EXERCISE BRIEF:
Show every line in the records below that contains the word "crate".

(MATERIAL FOR THIS TASK)

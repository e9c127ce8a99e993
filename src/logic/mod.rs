//! Non-UI list logic: matching, ordering, memoization, and windowing.
//!
//! These pieces know nothing about timers or view parameters; the `view`
//! module wires them together.

pub mod memo;
pub mod ordering;
pub mod pipeline;
pub mod predicate;
pub mod window;

pub use memo::MemoSlot;
pub use ordering::{Comparator, SortKey, compare_text, sort_indices};
pub use pipeline::{Pipeline, PipelineStats};
pub use predicate::{
    DiscreteFilter, EmptySearchPolicy, FilterValue, Predicate, Selections, TextField,
    distinct_values,
};
pub use window::Window;
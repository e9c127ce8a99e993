//! Growable prefix window over an ordered result ("load more").

/// What: Visible-prefix size with growth and reset.
///
/// Inputs:
/// - `initial`: Size after construction and after every reset (at least 1)
/// - `step`: Default growth per `grow` (at least 1)
///
/// Output:
/// - `visible_len(total)` and `remaining(total)` for a result of `total` records.
///
/// Details:
/// - Growth is clamped to `max(total, initial)`, so "load more" past the end is
///   a no-op rather than an error, and the size never drops below `initial`.
#[derive(Debug, Clone, Copy, PartialEq, Eq)]
pub struct Window {
    /// Configured initial size.
    initial: usize,
    /// Configured default growth step.
    step: usize,
    /// Current size.
    size: usize,
}

impl Window {
    /// Create a window at its initial size. Zero arguments are clamped to 1.
    #[must_use]
    pub fn new(initial: usize, step: usize) -> Self {
        let initial = initial.max(1);
        Self {
            initial,
            step: step.max(1),
            size: initial,
        }
    }

    /// Grow by the configured step. Returns `true` when the size changed.
    pub fn grow(&mut self, total: usize) -> bool {
        self.grow_by(self.step, total)
    }

    /// Grow by `step`, clamped to the result length. Returns `true` when the size changed.
    pub fn grow_by(&mut self, step: usize, total: usize) -> bool {
        let ceiling = total.max(self.initial);
        let next = self.size.saturating_add(step).min(ceiling).max(self.size);
        let changed = next != self.size;
        self.size = next;
        changed
    }

    /// Restore the initial size. Returns `true` when the size changed.
    pub fn reset(&mut self) -> bool {
        let changed = self.size != self.initial;
        self.size = self.initial;
        changed
    }

    /// Current size.
    #[must_use]
    pub const fn size(&self) -> usize {
        self.size
    }

    /// Initial size.
    #[must_use]
    pub const fn initial(&self) -> usize {
        self.initial
    }

    /// Number of visible records for a result of `total`.
    #[must_use]
    pub fn visible_len(&self, total: usize) -> usize {
        self.size.min(total)
    }

    /// Records hidden behind "load more".
    #[must_use]
    pub fn remaining(&self, total: usize) -> usize {
        total - self.visible_len(total)
    }

    /// Visible prefix of `ordered`.
    #[must_use]
    pub fn prefix<'a, X>(&self, ordered: &'a [X]) -> &'a [X] {
        &ordered[..self.visible_len(ordered.len())]
    }
}
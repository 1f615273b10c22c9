//! Builder for `VideoView`

use super::progress::ProgressManager;
use super::video_view::VideoView;
use crate::audio::AudioManager;
use crate::decoder::DecoderFactory;
use crate::renderer::{NullRenderSinkFactory, RenderSinkFactory};
use crate::utils::config::{Config, PlaybackPolicy};
use crate::utils::error::{PlayerError, Result};
use crate::utils::timer::{Clock, SystemClock};
use crate::window::Platform;
use std::sync::Arc;

/// Collaborators a view is built from
pub(super) struct ViewParts {
    pub config: Config,
    pub policy: Option<PlaybackPolicy>,
    pub platform: Arc<dyn Platform>,
    pub audio: Arc<dyn AudioManager>,
    pub clock: Arc<dyn Clock>,
    pub decoder_factory: Arc<dyn DecoderFactory>,
    pub sink_factory: Arc<dyn RenderSinkFactory>,
    pub progress_manager: Option<Arc<dyn ProgressManager>>,
}

/// Builder for creating a video view
pub struct VideoViewBuilder {
    config: Config,
    policy: Option<PlaybackPolicy>,
    platform: Arc<dyn Platform>,
    audio: Arc<dyn AudioManager>,
    clock: Option<Arc<dyn Clock>>,
    decoder_factory: Option<Arc<dyn DecoderFactory>>,
    sink_factory: Option<Arc<dyn RenderSinkFactory>>,
    progress_manager: Option<Arc<dyn ProgressManager>>,
}

impl VideoViewBuilder {
    /// Create a builder for a view hosted by `platform`
    pub fn new(platform: Arc<dyn Platform>, audio: Arc<dyn AudioManager>) -> Self {
        Self {
            config: Config::default(),
            policy: None,
            platform,
            audio,
            clock: None,
            decoder_factory: None,
            sink_factory: None,
            progress_manager: None,
        }
    }

    /// Set player configuration
    pub fn with_config(mut self, config: Config) -> Self {
        self.config = config;
        self
    }

    /// Share a mobile-network policy with other views
    ///
    /// Without one, the view gets its own policy seeded from the config.
    pub fn with_policy(mut self, policy: PlaybackPolicy) -> Self {
        self.policy = Some(policy);
        self
    }

    /// Set the backend that creates one decoder per session
    pub fn with_decoder_factory(mut self, factory: Arc<dyn DecoderFactory>) -> Self {
        self.decoder_factory = Some(factory);
        self
    }

    /// Set the render sink backend, headless by default
    pub fn with_render_sink_factory(mut self, factory: Arc<dyn RenderSinkFactory>) -> Self {
        self.sink_factory = Some(factory);
        self
    }

    /// Remember and restore playback positions
    pub fn with_progress_manager(mut self, manager: Arc<dyn ProgressManager>) -> Self {
        self.progress_manager = Some(manager);
        self
    }

    /// Time source for controller timers, the system clock by default
    pub fn with_clock(mut self, clock: Arc<dyn Clock>) -> Self {
        self.clock = Some(clock);
        self
    }

    /// Build the view
    ///
    /// # Returns
    ///
    /// A `Config` error if no decoder factory was set or the config is invalid
    pub fn build(self) -> Result<VideoView> {
        VideoView::from_builder(self)
    }

    pub(super) fn into_parts(self) -> Result<ViewParts> {
        self.config.validate()?;
        let decoder_factory = self
            .decoder_factory
            .ok_or_else(|| PlayerError::config("a decoder factory is required"))?;

        Ok(ViewParts {
            config: self.config,
            policy: self.policy,
            platform: self.platform,
            audio: self.audio,
            clock: self.clock.unwrap_or_else(|| Arc::new(SystemClock::new())),
            decoder_factory,
            sink_factory: self
                .sink_factory
                .unwrap_or_else(|| Arc::new(NullRenderSinkFactory::default())),
            progress_manager: self.progress_manager,
        })
    }
}

#[cfg(test)]
mod tests {
    use super::*;
    use crate::player::PlayState;
    use crate::testing::{RecordingAudioManager, RecordingPlatform, ScriptedDecoderFactory};

    fn builder() -> VideoViewBuilder {
        VideoViewBuilder::new(
            Arc::new(RecordingPlatform::new(1080, 1920)),
            Arc::new(RecordingAudioManager::new(15)),
        )
    }

    #[test]
    fn test_decoder_factory_required() {
        let result = builder().build();
        assert!(matches!(result, Err(PlayerError::Config(_))));
    }

    #[test]
    fn test_invalid_config_rejected() {
        let mut config = Config::default();
        config.controller.default_timeout_ms = 0;
        let result = builder()
            .with_config(config)
            .with_decoder_factory(Arc::new(ScriptedDecoderFactory::new()))
            .build();
        assert!(matches!(result, Err(PlayerError::Config(_))));
    }

    #[test]
    fn test_policy_seeded_from_config() {
        let mut config = Config::default();
        config.playback.play_on_mobile_network = true;
        let view = builder()
            .with_config(config)
            .with_decoder_factory(Arc::new(ScriptedDecoderFactory::new()))
            .build()
            .unwrap();
        assert!(view.policy().play_on_mobile_network());
        assert_eq!(view.play_state(), PlayState::Idle);
    }

    #[test]
    fn test_shared_policy() {
        let policy = PlaybackPolicy::new(false);
        let view = builder()
            .with_policy(policy.clone())
            .with_decoder_factory(Arc::new(ScriptedDecoderFactory::new()))
            .build()
            .unwrap();
        policy.set_play_on_mobile_network(true);
        assert!(view.policy().play_on_mobile_network());
    }
}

(End MATERIAL FOR THIS TASK)

EXERCISE OUTPUT:
use crate::audio::AudioManager;
use crate::decoder::DecoderFactory;
use crate::renderer::{NullRenderSinkFactory, RenderSinkFactory};
use crate::utils::config::{Config, PlaybackPolicy};
use crate::utils::error::{PlayerError, Result};
use crate::utils::timer::{Clock, SystemClock};
use crate::window::Platform;
    use crate::player::PlayState;
    use crate::testing::{RecordingAudioManager, RecordingPlatform, ScriptedDecoderFactory};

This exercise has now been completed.